Repeat each record that follows, keeping it identical.

Collected data entries
------------------------------------------------

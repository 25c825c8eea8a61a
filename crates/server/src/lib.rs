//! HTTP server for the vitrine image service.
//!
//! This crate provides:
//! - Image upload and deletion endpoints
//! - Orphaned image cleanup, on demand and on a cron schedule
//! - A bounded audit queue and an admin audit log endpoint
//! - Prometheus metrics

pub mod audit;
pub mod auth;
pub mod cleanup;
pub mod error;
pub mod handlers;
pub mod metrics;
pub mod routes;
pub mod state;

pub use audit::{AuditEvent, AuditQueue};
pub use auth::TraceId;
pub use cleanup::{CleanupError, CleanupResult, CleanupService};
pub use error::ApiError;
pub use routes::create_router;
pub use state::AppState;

------------------------------------------------

■ EXERCISE SOLUTION:
repository 25c825c8eea8a61a
filename crates/server/src/lib.rs
//! HTTP server for the vitrine image service.
//!
//! This crate provides:
//! - Image upload and deletion endpoints
//! - Orphaned image cleanup, on demand and on a cron schedule
//! - A bounded audit queue and an admin audit log endpoint
//! - Prometheus metrics

pub mod audit;
pub mod auth;
pub mod cleanup;
pub mod error;
pub mod handlers;
pub mod metrics;
pub mod routes;
pub mod state;

pub use audit::{AuditEvent, AuditQueue};
pub use auth::TraceId;
pub use cleanup::{CleanupError, CleanupResult, CleanupService};
pub use error::ApiError;
pub use routes::create_router;
pub use state::AppState;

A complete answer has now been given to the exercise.